Other health programs and payers
While the scope of sequestration adjustments is typically limited to Medicare, the 3% increase to the PFS will filter through to Medicaid and commercial health coverages whenever physician payments are determined as a multiple of Medicare payment rates. This practice of using Medicare payment rates as a reference price for other lines of business such as the commercial market has grown increasingly common in recent years. As with Medicare Advantage, how this affects plans will largely be based on how a potential extension of the 3.75% increase in 2021 was anticipated in 2022 cost projections and rate filings. If payers assumed the 3.75% increase would continue, then this could create some modest benefit as the actual increase is only 3%. On the other hand, payers that did not assume a continuation of this transitional increase will pay 3% more for physician services than expected.

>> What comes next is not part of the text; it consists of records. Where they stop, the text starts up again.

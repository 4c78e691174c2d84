//! Error types for `spark-core`.

use thiserror::Error;

#[derive(Debug, Error)]
pub enum Error {
  #[error("profile record has no usable id")]
  MissingId,

  #[error("profile record {0:?} is not a JSON object")]
  NotAnObject(String),

  #[error("serialization error: {0}")]
  Serialization(#[from] serde_json::Error),
}

/// Why a birth date could not be turned into an age.
#[derive(Debug, Clone, PartialEq, Eq, Error)]
pub enum AgeError {
  #[error("birth date is empty")]
  Empty,

  #[error("unrecognised birth date: {0:?}")]
  Unparseable(String),

  #[error("birth date lies in the future")]
  InTheFuture,
}

pub type Result<T, E = Error> = std::result::Result<T, E>;
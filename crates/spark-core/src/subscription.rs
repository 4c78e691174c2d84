//! Observer registrations for live data.
//!
//! A source that pushes updates hands out a [`Subscription`] per
//! registration. Dropping the handle (or calling
//! [`Subscription::unsubscribe`]) tears the registration down, after which the
//! callbacks are never invoked again.

use std::{
  collections::HashMap,
  hash::Hash,
  sync::{Arc, Mutex, MutexGuard, PoisonError, Weak},
};

/// Invoked with each fresh value.
pub type OnData<T> = Box<dyn Fn(T) + Send + Sync + 'static>;

/// Invoked when the source fails to deliver a value.
pub type OnError = Box<dyn Fn(String) + Send + Sync + 'static>;

// ─── Subscription handle ─────────────────────────────────────────────────────

/// Unsubscribe handle. Teardown runs exactly once.
#[must_use = "dropping a Subscription unsubscribes immediately"]
pub struct Subscription {
  teardown: Option<Box<dyn FnOnce() + Send + 'static>>,
}

impl Subscription {
  pub fn new(teardown: impl FnOnce() + Send + 'static) -> Self {
    Self { teardown: Some(Box::new(teardown)) }
  }

  /// A handle with nothing to tear down.
  pub fn noop() -> Self { Self { teardown: None } }

  pub fn unsubscribe(mut self) { self.run_teardown(); }

  fn run_teardown(&mut self) {
    if let Some(teardown) = self.teardown.take() {
      teardown();
    }
  }
}

impl Drop for Subscription {
  fn drop(&mut self) { self.run_teardown(); }
}

impl std::fmt::Debug for Subscription {
  fn fmt(&self, f: &mut std::fmt::Formatter<'_>) -> std::fmt::Result {
    f.debug_struct("Subscription")
      .field("active", &self.teardown.is_some())
      .finish()
  }
}

// ─── Registry ────────────────────────────────────────────────────────────────

struct Listener<K, T> {
  topic:    K,
  on_data:  OnData<T>,
  on_error: OnError,
}

struct Registry<K, T> {
  next_id:   u64,
  listeners: HashMap<u64, Listener<K, T>>,
}

/// Fan-out of `(on_data, on_error)` pairs keyed by topic.
///
/// Callbacks run while the registry lock is held, so a callback that has been
/// unsubscribed can never fire afterwards. Callbacks must therefore not call
/// back into the registry.
pub struct ListenerRegistry<K, T> {
  inner: Arc<Mutex<Registry<K, T>>>,
}

impl<K, T> Clone for ListenerRegistry<K, T> {
  fn clone(&self) -> Self { Self { inner: Arc::clone(&self.inner) } }
}

impl<K, T> Default for ListenerRegistry<K, T> {
  fn default() -> Self {
    Self {
      inner: Arc::new(Mutex::new(Registry { next_id: 0, listeners: HashMap::new() })),
    }
  }
}

impl<K, T> ListenerRegistry<K, T>
where
  K: Eq + Hash + Send + 'static,
  T: Clone + 'static,
{
  pub fn new() -> Self { Self::default() }

  fn lock(&self) -> MutexGuard<'_, Registry<K, T>> {
    self.inner.lock().unwrap_or_else(PoisonError::into_inner)
  }

  /// Register a listener for `topic`.
  pub fn register(&self, topic: K, on_data: OnData<T>, on_error: OnError) -> Subscription
  where
    T: Send,
  {
    let id = {
      let mut reg = self.lock();
      let id = reg.next_id;
      reg.next_id += 1;
      reg.listeners.insert(id, Listener { topic, on_data, on_error });
      id
    };

    let weak: Weak<Mutex<Registry<K, T>>> = Arc::downgrade(&self.inner);
    Subscription::new(move || {
      if let Some(inner) = weak.upgrade() {
        inner
          .lock()
          .unwrap_or_else(PoisonError::into_inner)
          .listeners
          .remove(&id);
      }
    })
  }

  /// Deliver `value` to every listener on `topic`. Returns how many fired.
  pub fn publish(&self, topic: &K, value: &T) -> usize {
    let reg = self.lock();
    let mut fired = 0;
    for listener in reg.listeners.values().filter(|l| l.topic == *topic) {
      (listener.on_data)(value.clone());
      fired += 1;
    }
    fired
  }

  /// Report a failure to every listener on `topic`.
  pub fn publish_error(&self, topic: &K, message: &str) -> usize {
    let reg = self.lock();
    let mut fired = 0;
    for listener in reg.listeners.values().filter(|l| l.topic == *topic) {
      (listener.on_error)(message.to_string());
      fired += 1;
    }
    fired
  }

  pub fn listener_count(&self) -> usize { self.lock().listeners.len() }
}

#[cfg(test)]
mod tests {
  use std::sync::atomic::{AtomicUsize, Ordering};

  use super::*;

  fn counter() -> (Arc<AtomicUsize>, OnData<u32>) {
    let hits = Arc::new(AtomicUsize::new(0));
    let h = Arc::clone(&hits);
    (hits, Box::new(move |_| {
      h.fetch_add(1, Ordering::SeqCst);
    }))
  }

  #[test]
  fn publish_reaches_only_matching_topic() {
    let reg: ListenerRegistry<&'static str, u32> = ListenerRegistry::new();
    let (a_hits, on_a) = counter();
    let (b_hits, on_b) = counter();
    let _a = reg.register("a", on_a, Box::new(|_| {}));
    let _b = reg.register("b", on_b, Box::new(|_| {}));

    assert_eq!(reg.publish(&"a", &1), 1);
    assert_eq!(a_hits.load(Ordering::SeqCst), 1);
    assert_eq!(b_hits.load(Ordering::SeqCst), 0);
  }

  #[test]
  fn unsubscribed_callbacks_never_fire() {
    let reg: ListenerRegistry<&'static str, u32> = ListenerRegistry::new();
    let (hits, on_data) = counter();
    let sub = reg.register("a", on_data, Box::new(|_| {}));
    assert_eq!(reg.listener_count(), 1);

    sub.unsubscribe();
    assert_eq!(reg.listener_count(), 0);
    assert_eq!(reg.publish(&"a", &7), 0);
    assert_eq!(hits.load(Ordering::SeqCst), 0);
  }

  #[test]
  fn dropping_the_handle_unsubscribes() {
    let reg: ListenerRegistry<&'static str, u32> = ListenerRegistry::new();
    {
      let (_hits, on_data) = counter();
      let _sub = reg.register("a", on_data, Box::new(|_| {}));
      assert_eq!(reg.listener_count(), 1);
    }
    assert_eq!(reg.listener_count(), 0);
  }

  #[test]
  fn errors_go_to_on_error() {
    let reg: ListenerRegistry<&'static str, u32> = ListenerRegistry::new();
    let seen = Arc::new(Mutex::new(Vec::new()));
    let s = Arc::clone(&seen);
    let _sub = reg.register(
      "a",
      Box::new(|_| {}),
      Box::new(move |msg| s.lock().unwrap().push(msg)),
    );

    reg.publish_error(&"a", "offline");
    assert_eq!(*seen.lock().unwrap(), vec!["offline".to_string()]);
  }
}
//! SQLite backend for the Spark client.
//!
//! Serves profile documents to the discover feed and persists the local
//! key-value cache. Wraps [`tokio_rusqlite`] so all database access runs on a
//! dedicated thread without blocking the async runtime.

mod schema;
mod store;

pub mod error;

pub use error::{Error, Result};
pub use store::SqliteStore;

#[cfg(test)]
mod tests;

Because commercial healthcare costs tend to be more focused on physician services than Medicare without any real increase to margins, the increased 2022 physician payment rates could have a larger relative impact on commercial health plans that determine payments as a multiple of current Medicare payment rates.
What comes next?
While The Act avoids most of the cuts that were scheduled to take place in 2022, the remaining cuts are still in play for calendar year 2023—an additional 4% to most Medicare payments and 7% for payments under the PFS. It is all but certain that stakeholders will lobby for further delays or elimination of these payment reductions, but Congress historically has not addressed similar issues in a proactive fashion. Health plans in particular should consider how any potential full or partial extensions of the 3% PFS update may affect provider payments as they develop rates for plans in 2023. Meanwhile, eyes will remain on our nation’s capital to see if federal legislators will pass legislation to avoid these future payment reductions to health plans and providers.

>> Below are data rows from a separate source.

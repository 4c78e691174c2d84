//! Error type for `spark-store-sqlite`.

use thiserror::Error;

#[derive(Debug, Error)]
pub enum Error {
  #[error("core error: {0}")]
  Core(#[from] spark_core::Error),

  #[error("database error: {0}")]
  Database(#[from] tokio_rusqlite::Error),

  #[error("json error: {0}")]
  Json(#[from] serde_json::Error),

  #[error("stored profile {0} is not a JSON object")]
  CorruptProfile(String),

  #[error("import must be a JSON array of profile objects")]
  NotAnArray,
}

pub type Result<T, E = Error> = std::result::Result<T, E>;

1 The American Medical Association advocated on this issue starting in March 2021. See https://www.ama-assn.org/practice-management/medicare-medicaid/medicare-sequester-stakes-rise-6-doctor-pay-cut-store.
2 S.610, The Protecting Medicare and American Farmers from Sequester Cuts Act, passed December 9, 2021. For more detail, please see https://www.congress.gov/bill/117th-congress/senate-bill/610/text.
3 The Congressional Research Service published a report in May 2021 that addresses this topic. See https://crsreports.congress.gov/product/pdf/R/R45106.
4 For more detail on the physician fee schedule changes in 2021 and federal action to phase in these changes, please see this Milliman article: https://www.milliman.com/-/media/milliman/pdfs/2021-articles/4-8-21-emerging-payment-rates.ashx.
5 As discussed previously, sequestration is not applied to Part D risk corridors, low-income premium and cost-sharing subsidies, or federal reinsurance in Part D.